> _SUPPLIED DATA_
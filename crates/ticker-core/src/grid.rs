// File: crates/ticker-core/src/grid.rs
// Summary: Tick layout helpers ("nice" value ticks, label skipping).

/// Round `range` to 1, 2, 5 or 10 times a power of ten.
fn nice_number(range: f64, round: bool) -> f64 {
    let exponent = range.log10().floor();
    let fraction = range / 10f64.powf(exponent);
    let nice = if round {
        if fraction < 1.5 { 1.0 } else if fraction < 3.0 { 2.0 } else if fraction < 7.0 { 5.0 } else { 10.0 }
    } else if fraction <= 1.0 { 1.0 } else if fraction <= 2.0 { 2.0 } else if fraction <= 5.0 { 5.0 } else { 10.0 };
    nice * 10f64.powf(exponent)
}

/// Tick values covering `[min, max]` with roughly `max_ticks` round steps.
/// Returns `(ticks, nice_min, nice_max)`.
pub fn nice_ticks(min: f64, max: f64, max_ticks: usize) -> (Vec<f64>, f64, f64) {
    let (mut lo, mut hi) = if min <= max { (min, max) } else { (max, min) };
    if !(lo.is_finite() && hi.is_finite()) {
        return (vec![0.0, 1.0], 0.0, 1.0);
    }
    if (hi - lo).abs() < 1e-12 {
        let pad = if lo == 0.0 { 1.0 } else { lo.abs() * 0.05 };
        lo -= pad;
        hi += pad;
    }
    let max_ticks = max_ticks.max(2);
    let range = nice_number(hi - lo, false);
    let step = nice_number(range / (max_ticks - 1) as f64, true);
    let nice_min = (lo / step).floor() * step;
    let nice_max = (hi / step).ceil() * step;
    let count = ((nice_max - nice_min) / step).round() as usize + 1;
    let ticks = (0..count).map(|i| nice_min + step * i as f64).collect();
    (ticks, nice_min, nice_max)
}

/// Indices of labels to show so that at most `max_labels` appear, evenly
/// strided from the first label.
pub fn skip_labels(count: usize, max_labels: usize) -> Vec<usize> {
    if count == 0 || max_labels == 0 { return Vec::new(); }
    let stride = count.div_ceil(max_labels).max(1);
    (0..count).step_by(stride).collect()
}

...

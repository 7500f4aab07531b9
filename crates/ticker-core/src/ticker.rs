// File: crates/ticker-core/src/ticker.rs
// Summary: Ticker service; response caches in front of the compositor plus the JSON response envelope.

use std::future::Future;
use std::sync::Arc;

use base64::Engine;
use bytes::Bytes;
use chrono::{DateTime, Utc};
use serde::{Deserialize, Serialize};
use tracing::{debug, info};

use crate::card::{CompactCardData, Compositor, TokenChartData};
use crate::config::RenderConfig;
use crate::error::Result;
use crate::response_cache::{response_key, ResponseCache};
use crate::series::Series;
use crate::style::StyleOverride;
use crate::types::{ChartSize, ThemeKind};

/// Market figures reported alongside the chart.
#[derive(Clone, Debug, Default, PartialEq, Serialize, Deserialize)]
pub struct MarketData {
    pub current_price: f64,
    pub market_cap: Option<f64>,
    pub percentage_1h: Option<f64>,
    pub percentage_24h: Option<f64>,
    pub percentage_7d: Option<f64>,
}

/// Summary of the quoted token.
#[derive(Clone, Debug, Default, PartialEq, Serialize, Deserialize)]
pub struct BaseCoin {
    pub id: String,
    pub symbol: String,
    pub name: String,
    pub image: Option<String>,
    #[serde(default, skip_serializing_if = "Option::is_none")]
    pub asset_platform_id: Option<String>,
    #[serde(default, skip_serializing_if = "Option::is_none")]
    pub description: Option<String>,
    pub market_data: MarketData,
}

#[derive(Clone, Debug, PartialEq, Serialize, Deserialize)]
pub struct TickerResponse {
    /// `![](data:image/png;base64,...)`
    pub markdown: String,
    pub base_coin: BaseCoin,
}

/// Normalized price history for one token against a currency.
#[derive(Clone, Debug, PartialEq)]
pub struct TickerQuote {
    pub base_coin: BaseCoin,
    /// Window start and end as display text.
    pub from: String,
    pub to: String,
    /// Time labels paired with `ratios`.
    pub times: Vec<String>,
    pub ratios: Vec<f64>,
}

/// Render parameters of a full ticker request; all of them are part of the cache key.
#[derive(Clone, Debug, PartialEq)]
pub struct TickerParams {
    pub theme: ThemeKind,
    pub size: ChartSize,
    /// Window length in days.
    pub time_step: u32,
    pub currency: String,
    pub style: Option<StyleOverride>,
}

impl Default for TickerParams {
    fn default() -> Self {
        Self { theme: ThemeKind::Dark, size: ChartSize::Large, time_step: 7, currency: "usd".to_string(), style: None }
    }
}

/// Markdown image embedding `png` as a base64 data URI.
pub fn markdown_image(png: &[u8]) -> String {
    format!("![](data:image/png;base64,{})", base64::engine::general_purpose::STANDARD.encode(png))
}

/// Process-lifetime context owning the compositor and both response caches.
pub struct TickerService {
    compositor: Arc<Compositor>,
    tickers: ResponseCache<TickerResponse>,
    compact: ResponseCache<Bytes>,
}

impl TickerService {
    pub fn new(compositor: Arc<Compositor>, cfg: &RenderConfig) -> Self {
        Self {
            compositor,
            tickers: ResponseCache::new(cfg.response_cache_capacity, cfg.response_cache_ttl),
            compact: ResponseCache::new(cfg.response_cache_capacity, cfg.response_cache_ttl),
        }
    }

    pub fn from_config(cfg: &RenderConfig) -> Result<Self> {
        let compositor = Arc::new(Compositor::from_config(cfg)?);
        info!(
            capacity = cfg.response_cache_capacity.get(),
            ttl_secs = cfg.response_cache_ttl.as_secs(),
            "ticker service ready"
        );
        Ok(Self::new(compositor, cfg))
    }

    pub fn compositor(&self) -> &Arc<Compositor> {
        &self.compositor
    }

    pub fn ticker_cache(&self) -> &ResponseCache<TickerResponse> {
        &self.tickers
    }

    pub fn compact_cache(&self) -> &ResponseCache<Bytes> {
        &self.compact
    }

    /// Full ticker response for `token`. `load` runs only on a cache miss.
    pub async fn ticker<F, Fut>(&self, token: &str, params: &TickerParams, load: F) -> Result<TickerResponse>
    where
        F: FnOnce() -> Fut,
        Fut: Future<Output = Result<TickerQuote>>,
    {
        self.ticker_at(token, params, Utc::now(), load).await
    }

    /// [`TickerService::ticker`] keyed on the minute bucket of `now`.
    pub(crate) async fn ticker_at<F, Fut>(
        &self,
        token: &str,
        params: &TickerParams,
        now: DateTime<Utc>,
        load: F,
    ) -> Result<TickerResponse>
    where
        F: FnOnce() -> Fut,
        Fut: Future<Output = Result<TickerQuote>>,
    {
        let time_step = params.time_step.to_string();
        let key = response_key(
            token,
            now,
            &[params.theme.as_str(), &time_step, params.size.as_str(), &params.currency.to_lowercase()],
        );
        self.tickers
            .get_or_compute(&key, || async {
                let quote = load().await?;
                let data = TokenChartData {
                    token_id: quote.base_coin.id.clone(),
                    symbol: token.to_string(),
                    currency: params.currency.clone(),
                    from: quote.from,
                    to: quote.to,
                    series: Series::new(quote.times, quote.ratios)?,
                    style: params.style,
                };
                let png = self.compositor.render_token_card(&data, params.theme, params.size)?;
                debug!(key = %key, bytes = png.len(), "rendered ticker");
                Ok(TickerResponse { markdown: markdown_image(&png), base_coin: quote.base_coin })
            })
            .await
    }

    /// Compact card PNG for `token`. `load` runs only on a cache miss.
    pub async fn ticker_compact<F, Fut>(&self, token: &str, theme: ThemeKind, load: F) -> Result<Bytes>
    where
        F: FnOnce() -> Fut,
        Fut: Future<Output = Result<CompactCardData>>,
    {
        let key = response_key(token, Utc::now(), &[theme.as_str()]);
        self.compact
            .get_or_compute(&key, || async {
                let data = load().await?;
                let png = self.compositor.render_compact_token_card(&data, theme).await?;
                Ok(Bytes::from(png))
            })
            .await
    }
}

--

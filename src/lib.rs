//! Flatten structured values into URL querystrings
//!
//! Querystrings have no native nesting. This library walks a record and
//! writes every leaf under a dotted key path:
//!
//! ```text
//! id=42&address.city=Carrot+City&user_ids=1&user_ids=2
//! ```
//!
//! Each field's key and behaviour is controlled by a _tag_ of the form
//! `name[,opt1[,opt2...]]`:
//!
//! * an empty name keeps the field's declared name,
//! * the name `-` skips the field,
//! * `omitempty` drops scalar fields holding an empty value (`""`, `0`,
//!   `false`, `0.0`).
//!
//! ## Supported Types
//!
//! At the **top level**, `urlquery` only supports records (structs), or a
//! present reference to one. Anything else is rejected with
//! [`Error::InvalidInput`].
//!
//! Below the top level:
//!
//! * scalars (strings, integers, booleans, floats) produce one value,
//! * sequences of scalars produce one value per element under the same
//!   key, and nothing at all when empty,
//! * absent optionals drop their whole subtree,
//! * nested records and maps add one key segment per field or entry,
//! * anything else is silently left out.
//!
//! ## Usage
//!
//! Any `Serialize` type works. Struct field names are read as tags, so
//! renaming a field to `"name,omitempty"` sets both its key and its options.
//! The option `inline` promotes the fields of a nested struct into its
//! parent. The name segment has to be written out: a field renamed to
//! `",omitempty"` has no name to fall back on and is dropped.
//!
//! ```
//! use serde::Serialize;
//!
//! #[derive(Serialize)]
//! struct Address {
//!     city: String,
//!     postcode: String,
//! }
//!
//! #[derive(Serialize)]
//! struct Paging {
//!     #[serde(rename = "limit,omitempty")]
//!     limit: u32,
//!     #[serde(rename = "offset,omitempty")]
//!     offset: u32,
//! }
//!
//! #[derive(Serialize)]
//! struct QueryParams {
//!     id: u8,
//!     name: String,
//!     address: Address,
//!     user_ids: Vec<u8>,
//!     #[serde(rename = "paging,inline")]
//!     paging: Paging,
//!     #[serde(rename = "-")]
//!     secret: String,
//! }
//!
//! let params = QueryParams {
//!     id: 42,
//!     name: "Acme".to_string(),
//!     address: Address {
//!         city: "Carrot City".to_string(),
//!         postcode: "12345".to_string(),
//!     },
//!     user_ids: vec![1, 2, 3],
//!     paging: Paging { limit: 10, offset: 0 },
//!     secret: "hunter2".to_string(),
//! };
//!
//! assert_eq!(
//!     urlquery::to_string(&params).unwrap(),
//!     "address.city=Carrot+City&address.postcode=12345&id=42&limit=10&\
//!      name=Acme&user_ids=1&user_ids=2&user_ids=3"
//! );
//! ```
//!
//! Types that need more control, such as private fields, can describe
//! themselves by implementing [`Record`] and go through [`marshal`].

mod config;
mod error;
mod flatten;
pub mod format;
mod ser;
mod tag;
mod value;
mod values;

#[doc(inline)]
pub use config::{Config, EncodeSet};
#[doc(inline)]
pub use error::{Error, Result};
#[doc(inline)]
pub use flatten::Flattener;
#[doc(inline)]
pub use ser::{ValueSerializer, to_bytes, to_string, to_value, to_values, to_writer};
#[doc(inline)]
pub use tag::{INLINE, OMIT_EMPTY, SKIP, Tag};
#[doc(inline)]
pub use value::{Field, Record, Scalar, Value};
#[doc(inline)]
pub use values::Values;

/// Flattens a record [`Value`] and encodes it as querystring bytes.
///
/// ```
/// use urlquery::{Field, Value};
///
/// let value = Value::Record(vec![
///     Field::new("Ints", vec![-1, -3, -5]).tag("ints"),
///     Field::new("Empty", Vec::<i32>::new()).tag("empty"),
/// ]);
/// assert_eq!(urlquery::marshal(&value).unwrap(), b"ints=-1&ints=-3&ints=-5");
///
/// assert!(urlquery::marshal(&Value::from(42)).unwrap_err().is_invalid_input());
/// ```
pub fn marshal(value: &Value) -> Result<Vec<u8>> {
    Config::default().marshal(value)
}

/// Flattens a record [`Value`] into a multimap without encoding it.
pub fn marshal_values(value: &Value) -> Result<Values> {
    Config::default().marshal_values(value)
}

> _ACTION ITEM_
In the entries above, the lines between the one holding "filename crates/ticker-core/src/grid.rs" and the one holding "let nice = if", inclusive, are to be printed exactly as written, and those alone.

> _OUTPUT BELOW_
filename crates/ticker-core/src/grid.rs
// File: crates/ticker-core/src/grid.rs
// Summary: Tick layout helpers ("nice" value ticks, label skipping).

/// Round `range` to 1, 2, 5 or 10 times a power of ten.
fn nice_number(range: f64, round: bool) -> f64 {
    let exponent = range.log10().floor();
    let fraction = range / 10f64.powf(exponent);
    let nice = if round {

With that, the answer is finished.